Using the string "tools" as the key, pull each matching line out of the records below.

*** EXTRACTED RECORDS ***

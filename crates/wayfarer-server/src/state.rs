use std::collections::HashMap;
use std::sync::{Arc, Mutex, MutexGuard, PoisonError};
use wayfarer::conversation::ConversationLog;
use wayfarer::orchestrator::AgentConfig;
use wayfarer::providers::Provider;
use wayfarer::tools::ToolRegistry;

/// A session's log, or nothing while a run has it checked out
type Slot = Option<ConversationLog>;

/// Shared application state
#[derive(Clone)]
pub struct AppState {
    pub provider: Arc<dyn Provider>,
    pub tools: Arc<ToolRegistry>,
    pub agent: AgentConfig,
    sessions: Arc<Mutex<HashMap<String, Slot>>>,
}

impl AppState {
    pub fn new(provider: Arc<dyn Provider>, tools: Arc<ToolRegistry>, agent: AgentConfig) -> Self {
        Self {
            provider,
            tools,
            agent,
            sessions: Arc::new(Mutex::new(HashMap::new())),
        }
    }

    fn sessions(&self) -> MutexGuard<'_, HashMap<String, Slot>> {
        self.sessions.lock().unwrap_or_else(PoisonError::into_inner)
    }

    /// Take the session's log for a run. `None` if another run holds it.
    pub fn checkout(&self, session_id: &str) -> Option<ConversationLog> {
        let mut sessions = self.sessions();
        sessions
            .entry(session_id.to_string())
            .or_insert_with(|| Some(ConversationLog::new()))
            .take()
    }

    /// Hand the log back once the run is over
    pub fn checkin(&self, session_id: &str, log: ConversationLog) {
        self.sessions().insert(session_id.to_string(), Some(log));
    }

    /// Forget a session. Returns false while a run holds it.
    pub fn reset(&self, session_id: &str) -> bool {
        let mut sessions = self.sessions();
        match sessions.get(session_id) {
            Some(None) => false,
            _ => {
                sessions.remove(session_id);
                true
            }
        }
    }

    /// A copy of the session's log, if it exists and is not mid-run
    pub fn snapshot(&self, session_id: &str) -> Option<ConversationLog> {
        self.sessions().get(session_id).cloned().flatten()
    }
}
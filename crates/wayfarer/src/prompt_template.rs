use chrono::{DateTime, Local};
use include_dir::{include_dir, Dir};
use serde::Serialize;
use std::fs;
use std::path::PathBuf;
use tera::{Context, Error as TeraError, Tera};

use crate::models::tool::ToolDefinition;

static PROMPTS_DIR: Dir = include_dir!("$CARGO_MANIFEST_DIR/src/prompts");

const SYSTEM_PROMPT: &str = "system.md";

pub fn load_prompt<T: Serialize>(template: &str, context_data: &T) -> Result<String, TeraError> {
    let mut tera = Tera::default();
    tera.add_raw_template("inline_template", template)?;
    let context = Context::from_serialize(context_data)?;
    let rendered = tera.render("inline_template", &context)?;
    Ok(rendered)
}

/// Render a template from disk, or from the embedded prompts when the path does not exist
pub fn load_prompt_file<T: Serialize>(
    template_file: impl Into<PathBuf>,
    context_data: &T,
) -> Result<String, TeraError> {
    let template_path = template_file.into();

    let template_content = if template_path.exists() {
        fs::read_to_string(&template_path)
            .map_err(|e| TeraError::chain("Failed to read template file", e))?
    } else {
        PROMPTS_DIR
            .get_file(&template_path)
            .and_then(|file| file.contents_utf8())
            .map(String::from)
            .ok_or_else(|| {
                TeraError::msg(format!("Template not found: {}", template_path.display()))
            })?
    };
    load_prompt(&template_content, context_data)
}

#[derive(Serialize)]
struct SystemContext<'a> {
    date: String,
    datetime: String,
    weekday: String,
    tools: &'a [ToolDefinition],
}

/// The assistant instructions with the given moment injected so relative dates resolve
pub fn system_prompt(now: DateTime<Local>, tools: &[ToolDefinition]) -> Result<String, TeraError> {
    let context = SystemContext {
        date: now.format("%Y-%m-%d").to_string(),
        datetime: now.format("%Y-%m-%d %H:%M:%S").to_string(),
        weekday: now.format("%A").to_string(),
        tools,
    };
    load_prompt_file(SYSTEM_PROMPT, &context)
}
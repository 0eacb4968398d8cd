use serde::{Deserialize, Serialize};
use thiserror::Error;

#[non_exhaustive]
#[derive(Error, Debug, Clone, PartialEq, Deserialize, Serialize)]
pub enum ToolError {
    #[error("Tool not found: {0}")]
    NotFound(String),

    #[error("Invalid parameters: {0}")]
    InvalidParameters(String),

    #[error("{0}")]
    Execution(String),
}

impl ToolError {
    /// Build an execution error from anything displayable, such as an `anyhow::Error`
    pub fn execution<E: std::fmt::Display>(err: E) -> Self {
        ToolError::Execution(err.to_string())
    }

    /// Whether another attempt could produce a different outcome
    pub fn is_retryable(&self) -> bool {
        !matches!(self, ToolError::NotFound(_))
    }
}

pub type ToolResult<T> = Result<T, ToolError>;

***

### ANSWER AREA
use wayfarer::tools::ToolRegistry;
    pub tools: Arc<ToolRegistry>,
    pub fn new(provider: Arc<dyn Provider>, tools: Arc<ToolRegistry>, agent: AgentConfig) -> Self {
            tools,
    tools: &'a [ToolDefinition],
pub fn system_prompt(now: DateTime<Local>, tools: &[ToolDefinition]) -> Result<String, TeraError> {
        tools,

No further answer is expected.